--- SUPPLIED MATERIAL ---
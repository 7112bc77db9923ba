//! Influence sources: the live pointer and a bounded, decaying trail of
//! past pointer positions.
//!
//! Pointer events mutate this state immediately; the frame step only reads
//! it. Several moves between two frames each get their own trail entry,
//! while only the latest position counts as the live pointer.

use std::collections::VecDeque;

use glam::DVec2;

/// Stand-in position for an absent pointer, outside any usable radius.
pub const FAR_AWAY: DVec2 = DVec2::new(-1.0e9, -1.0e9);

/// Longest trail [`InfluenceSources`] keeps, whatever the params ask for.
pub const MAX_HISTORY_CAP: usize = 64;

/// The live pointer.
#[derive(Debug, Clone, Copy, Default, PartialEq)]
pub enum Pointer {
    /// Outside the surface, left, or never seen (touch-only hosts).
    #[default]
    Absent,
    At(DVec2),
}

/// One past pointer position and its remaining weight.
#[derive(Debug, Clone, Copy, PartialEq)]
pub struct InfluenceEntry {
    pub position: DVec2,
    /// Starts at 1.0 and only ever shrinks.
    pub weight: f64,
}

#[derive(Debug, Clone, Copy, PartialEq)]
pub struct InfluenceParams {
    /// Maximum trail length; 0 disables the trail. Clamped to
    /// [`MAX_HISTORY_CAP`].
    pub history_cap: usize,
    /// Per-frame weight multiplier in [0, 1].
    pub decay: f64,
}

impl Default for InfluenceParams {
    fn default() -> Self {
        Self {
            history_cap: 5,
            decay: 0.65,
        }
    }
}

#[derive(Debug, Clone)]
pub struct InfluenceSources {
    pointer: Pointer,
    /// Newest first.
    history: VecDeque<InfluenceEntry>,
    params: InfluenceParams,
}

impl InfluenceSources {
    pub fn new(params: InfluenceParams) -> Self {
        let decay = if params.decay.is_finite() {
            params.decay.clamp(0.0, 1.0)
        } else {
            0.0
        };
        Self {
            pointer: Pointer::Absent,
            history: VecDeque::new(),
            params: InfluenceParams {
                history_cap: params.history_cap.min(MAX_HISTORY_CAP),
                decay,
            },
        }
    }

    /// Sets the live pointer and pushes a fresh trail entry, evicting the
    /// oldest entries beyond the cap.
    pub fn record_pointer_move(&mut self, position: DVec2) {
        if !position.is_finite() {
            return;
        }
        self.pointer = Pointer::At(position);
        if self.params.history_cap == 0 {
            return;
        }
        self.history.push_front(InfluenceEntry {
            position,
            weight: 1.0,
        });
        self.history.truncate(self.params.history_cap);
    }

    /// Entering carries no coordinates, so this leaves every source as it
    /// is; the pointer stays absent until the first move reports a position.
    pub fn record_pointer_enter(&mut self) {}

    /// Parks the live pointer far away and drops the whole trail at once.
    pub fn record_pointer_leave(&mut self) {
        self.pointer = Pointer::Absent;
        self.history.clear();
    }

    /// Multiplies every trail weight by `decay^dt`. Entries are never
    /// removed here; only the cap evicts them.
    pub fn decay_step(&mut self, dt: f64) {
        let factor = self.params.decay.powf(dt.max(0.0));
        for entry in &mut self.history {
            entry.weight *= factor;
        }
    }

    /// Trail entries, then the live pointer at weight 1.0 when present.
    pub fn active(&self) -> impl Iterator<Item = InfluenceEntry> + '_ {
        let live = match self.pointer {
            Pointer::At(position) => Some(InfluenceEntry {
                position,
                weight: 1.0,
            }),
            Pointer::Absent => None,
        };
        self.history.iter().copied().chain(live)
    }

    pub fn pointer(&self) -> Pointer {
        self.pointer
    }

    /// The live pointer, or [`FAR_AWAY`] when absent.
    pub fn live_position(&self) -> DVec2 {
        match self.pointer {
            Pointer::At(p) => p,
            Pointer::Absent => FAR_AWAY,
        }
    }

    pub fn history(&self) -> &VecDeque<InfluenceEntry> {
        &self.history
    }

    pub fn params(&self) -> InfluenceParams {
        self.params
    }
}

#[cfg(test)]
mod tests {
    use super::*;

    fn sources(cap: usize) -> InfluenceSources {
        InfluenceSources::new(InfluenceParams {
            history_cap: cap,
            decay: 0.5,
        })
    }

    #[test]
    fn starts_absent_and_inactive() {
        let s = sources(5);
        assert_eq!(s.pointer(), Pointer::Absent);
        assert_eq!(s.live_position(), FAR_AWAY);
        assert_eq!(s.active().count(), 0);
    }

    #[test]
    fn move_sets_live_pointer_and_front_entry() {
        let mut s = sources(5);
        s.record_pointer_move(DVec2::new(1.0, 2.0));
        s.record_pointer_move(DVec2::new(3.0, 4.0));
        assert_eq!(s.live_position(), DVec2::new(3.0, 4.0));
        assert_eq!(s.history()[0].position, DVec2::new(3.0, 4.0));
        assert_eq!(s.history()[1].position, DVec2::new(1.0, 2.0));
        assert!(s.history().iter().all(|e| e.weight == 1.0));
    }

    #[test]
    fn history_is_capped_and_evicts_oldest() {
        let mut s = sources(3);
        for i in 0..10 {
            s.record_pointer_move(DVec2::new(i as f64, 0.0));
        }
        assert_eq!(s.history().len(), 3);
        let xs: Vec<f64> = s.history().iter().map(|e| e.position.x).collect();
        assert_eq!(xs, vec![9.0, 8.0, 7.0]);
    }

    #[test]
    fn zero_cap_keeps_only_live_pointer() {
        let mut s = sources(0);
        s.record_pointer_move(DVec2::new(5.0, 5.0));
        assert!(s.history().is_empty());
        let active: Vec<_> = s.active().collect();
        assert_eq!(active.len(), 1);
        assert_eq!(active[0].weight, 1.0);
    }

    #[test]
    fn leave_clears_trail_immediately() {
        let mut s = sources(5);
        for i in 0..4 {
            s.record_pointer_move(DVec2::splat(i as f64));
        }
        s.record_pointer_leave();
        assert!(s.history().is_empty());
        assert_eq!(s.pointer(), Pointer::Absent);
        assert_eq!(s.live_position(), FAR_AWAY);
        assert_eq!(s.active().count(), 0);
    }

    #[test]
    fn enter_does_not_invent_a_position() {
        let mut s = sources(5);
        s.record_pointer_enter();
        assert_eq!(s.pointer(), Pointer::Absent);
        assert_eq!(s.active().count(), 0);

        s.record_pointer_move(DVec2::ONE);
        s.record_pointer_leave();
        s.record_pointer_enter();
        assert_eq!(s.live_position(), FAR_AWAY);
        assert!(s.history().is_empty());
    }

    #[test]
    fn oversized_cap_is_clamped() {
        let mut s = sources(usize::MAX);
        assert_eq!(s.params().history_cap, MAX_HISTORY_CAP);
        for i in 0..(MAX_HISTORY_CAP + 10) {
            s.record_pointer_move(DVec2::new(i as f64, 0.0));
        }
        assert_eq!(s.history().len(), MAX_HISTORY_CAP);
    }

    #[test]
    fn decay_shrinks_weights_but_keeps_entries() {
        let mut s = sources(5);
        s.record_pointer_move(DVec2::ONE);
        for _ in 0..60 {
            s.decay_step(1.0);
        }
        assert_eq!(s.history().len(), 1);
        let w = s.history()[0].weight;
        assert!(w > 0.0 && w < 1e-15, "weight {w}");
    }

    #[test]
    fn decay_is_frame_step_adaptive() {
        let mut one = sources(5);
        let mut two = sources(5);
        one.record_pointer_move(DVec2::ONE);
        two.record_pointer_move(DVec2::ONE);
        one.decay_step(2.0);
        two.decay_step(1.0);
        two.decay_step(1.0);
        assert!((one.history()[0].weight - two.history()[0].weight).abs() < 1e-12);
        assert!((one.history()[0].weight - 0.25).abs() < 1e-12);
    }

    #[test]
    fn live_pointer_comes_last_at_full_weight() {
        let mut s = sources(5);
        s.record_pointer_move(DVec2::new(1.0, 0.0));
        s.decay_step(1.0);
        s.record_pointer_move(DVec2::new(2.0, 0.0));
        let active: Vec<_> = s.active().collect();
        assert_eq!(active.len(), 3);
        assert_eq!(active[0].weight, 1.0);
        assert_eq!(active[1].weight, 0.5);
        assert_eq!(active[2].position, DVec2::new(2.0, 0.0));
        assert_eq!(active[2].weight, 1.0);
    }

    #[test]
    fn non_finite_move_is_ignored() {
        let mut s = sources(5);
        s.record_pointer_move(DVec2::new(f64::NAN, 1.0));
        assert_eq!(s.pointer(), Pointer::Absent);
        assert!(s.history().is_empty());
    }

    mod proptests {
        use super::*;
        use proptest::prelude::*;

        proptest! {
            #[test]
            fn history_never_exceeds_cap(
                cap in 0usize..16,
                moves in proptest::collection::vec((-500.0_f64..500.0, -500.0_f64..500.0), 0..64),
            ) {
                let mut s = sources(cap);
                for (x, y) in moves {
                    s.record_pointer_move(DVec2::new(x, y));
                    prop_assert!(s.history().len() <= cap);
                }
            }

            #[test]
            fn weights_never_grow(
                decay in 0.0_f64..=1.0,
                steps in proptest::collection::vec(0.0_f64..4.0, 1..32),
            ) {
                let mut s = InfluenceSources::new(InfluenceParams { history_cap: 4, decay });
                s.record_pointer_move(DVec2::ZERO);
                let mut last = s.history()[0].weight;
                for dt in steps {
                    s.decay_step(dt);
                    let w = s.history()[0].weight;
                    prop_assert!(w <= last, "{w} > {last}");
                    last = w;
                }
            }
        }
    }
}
---
--- SUPPLIED MATERIAL ---
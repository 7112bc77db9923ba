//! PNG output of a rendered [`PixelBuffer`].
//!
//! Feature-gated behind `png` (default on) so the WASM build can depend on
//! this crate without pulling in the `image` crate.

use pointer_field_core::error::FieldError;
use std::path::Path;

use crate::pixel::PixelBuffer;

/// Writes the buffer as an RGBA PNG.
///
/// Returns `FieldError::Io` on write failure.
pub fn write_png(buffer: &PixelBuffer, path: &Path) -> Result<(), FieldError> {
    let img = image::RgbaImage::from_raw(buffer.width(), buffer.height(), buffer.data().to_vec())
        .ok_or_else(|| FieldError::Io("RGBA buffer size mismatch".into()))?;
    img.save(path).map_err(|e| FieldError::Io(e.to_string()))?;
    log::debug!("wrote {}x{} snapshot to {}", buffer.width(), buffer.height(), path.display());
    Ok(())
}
---
YOUR TASK:
Reproduce the entries above exactly, but only the lines between the line holding "only ever shrinks." and the line holding "pub fn record_pointer_move(&mut", inclusive.

FINAL ANSWER:
    /// Starts at 1.0 and only ever shrinks.
    pub weight: f64,
}

#[derive(Debug, Clone, Copy, PartialEq)]
pub struct InfluenceParams {
    /// Maximum trail length; 0 disables the trail. Clamped to
    /// [`MAX_HISTORY_CAP`].
    pub history_cap: usize,
    /// Per-frame weight multiplier in [0, 1].
    pub decay: f64,
}

impl Default for InfluenceParams {
    fn default() -> Self {
        Self {
            history_cap: 5,
            decay: 0.65,
        }
    }
}

#[derive(Debug, Clone)]
pub struct InfluenceSources {
    pointer: Pointer,
    /// Newest first.
    history: VecDeque<InfluenceEntry>,
    params: InfluenceParams,
}

impl InfluenceSources {
    pub fn new(params: InfluenceParams) -> Self {
        let decay = if params.decay.is_finite() {
            params.decay.clamp(0.0, 1.0)
        } else {
            0.0
        };
        Self {
            pointer: Pointer::Absent,
            history: VecDeque::new(),
            params: InfluenceParams {
                history_cap: params.history_cap.min(MAX_HISTORY_CAP),
                decay,
            },
        }
    }

    /// Sets the live pointer and pushes a fresh trail entry, evicting the
    /// oldest entries beyond the cap.
    pub fn record_pointer_move(&mut self, position: DVec2) {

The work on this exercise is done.